Good-Hearted Intentions

The city is on the verge of having two competing heart-transplant programs.


Surgeons have been performing human-to-human heart transplants since 1967, but the procedure hasn’t yet reached Central Florida. So far, local patients who have needed a new heart have had to travel elsewhere, often to Tampa or Gainesville.

That will be changing soon, following a ruling in August by the state’s Agency for Health Care Administration. In that ruling, the agency gave approval to both Florida Hospital and Orlando Health to create heart-transplant programs. (At the same time, the agency approved lung transplants at the former.)

Most likely, then, sometime this year Orlando will become the only city in Florida with two competing programs for transplanting hearts.

Florida Hospital estimates that its program will be up and running by summer. Meanwhile, Orlando Health plans to have its program operational this spring, with Dr. Javier Lafuente at its helm. Lafuente moved to the Orlando area in July, after spending the past 23 years in Houston, where he worked at the Methodist DeBakey Heart & Vascular Center. (That was the home base of Dr. Michael DeBakey, the famous heart-transplant pioneer who passed away last year.)

For Lafuente, “the nicest part” about being involved in the Orlando Health program is the chance it offers him “to be able to start something from the ground up” and “design it the right way.”

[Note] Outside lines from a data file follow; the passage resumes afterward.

use std::fs;

use ttv_curves::domain::QuickTtvs;
use ttv_curves::io::{quick_ttvs_path, read_quick_ttvs, save_quick_ttvs};

#[test]
fn quick_ttvs_are_written_per_planet() {
    let dir = tempfile::tempdir().unwrap();
    let ttvs = QuickTtvs {
        index: vec![0, 1, 2, 4],
        independent: vec![134.501_234_567, 149.36, 164.2189, 193.9381],
        quick: vec![134.501_2, 149.359_8, 164.219, 193.937_5],
        outlier_prob: vec![0.01, 0.02, 0.015, 0.99],
        outlier: vec![false, false, false, true],
    };
    let path = quick_ttvs_path(dir.path(), "K00137", 0);
    assert!(path.ends_with("K00137_00_quick.ttvs"));
    save_quick_ttvs(&path, &ttvs).unwrap();

    let text = fs::read_to_string(&path).unwrap();
    let lines: Vec<&str> = text.lines().collect();
    assert_eq!(lines.len(), 4);
    assert_eq!(lines[0], "0\t134.50123457\t134.50120000\t0.01000000\t0");
    assert!(lines[3].starts_with("4\t") && lines[3].ends_with("\t1"));

    let back = read_quick_ttvs(&path).unwrap();
    assert_eq!(back.index, ttvs.index);
    assert_eq!(back.outlier, ttvs.outlier);
    for (a, b) in back.quick.iter().zip(&ttvs.quick) {
        assert!((a - b).abs() < 1e-8);
    }
}
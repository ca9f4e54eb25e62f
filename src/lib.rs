//! `ttv-curves` library crate.
//!
//! The binary (`ttv`) is a thin wrapper around this library so that:
//!
//! - core logic is testable without spawning processes
//! - each pipeline stage can be driven on its own from tests or notebooks

pub mod app;
pub mod cli;
pub mod detrend;
pub mod domain;
pub mod error;
pub mod fit;
pub mod infer;
pub mod io;
pub mod math;
pub mod omc;
pub mod reconcile;
pub mod report;
pub mod transit;
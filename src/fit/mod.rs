//! Transit fitting.
//!
//! Responsibilities:
//!
//! - flag well-covered and overlapping transits
//! - collect near-transit photometry per quarter
//! - fit a global transit shape (ShapeFitter)
//! - time each transit by template cross-correlation (SlideTTVFitter)
//! - refit transits the cross-correlation could not time (IndependentTTVFitter)

pub mod independent;
pub mod quality;
pub mod quarters;
pub mod shape;
pub mod slide;

pub use independent::*;
pub use quality::*;
pub use quarters::*;
pub use shape::*;
pub use slide::*;

use crate::domain::Planet;
use crate::math::poly::fit_ephemeris;

/// Transit times of one planet on a subset of its transits.
///
/// `error` is NaN where no uncertainty is available.
#[derive(Debug, Clone, PartialEq)]
pub struct TransitTimes {
    pub index: Vec<i64>,
    pub tts: Vec<f64>,
    pub error: Vec<f64>,
}

impl TransitTimes {
    /// Current times of the planet's well-covered transits.
    pub fn good_transits(planet: &Planet) -> Self {
        let keep: Vec<usize> = (0..planet.len()).filter(|&i| planet.quality[i]).collect();
        Self {
            index: keep.iter().map(|&i| planet.index[i]).collect(),
            tts: keep.iter().map(|&i| planet.tts[i]).collect(),
            error: vec![f64::NAN; keep.len()],
        }
    }

    pub fn len(&self) -> usize {
        self.tts.len()
    }

    pub fn is_empty(&self) -> bool {
        self.tts.is_empty()
    }

    /// Best-fit linear ephemeris evaluated at `index`.
    pub fn linear_ephemeris(&self, index: &[i64]) -> Option<Vec<f64>> {
        let (epoch, period) = fit_ephemeris(&self.index, &self.tts)?;
        Some(index.iter().map(|&i| epoch + period * i as f64).collect())
    }
}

 For Beth Boyer Kollas, that new program represents a natural progression.

“There was just this gap in the services,” says Boyer Kollas, administrator for business development/strategy for Orlando Regional Medical Center and Lucerne Hospital, both part of Orlando Health. “If we were going to say, ‘We want to provide comprehensive cardiac care,’ this is what we need to do.”

Beth Weagraff, senior vice president of Florida Hospital Orlando, offers a similar take on her organization’s plans. “This is the last component . . . that makes up a comprehensive cardiovascular program,” she explains.

Having even one heart transplant program in town would clearly be a boon.

“Imagine, if you will, that you or I are diagnosed, and we have to leave our home, our family, everything that is dear to us,” says Weagraff, referring to the current situation for local heart-transplant patients. Boyer Kollas notes that a heart-transplant program in Orlando would spare patients the burden, “financially, emotionally, psychosocially,” that traveling to another city for surgery—even a city as close as Tampa—now imposes.
In theory, having two such programs in town can only be a good thing. In practice, the situation is more complicated.

In order to qualify for Medicare payments for heart transplants, a hospital must perform at least 10 of them per year. In addition, Weagraff points out, it’s important for surgeons to perform these procedures regularly to keep up their skills.

Will there be enough business to go around?

“I think the numbers in the long haul will bear out whether our community can support both programs,” says Weagraff. She adds that Florida Hospital hopes to be performing 18 heart transplants by its second year and 28 within five years. (Her projection for lung transplants is 15 in the second year and 24 within five years.)
Boyer Kollas estimates that by the second year, the Orlando Health number for heart transplants will be between 12 and 20.  Lafuente says he eventually hopes to increase its annual heart-transplant number to about 30.

According to Eric Stevens, vice president of surgery transplant in ambulatory services for Florida Hospital, his organization hopes to select a surgeon to lead its heart-and-lung transplant program by this month.
“We need someone who can engage our local medical community,” he says. “We need someone who can pull that existing talent together into a team.”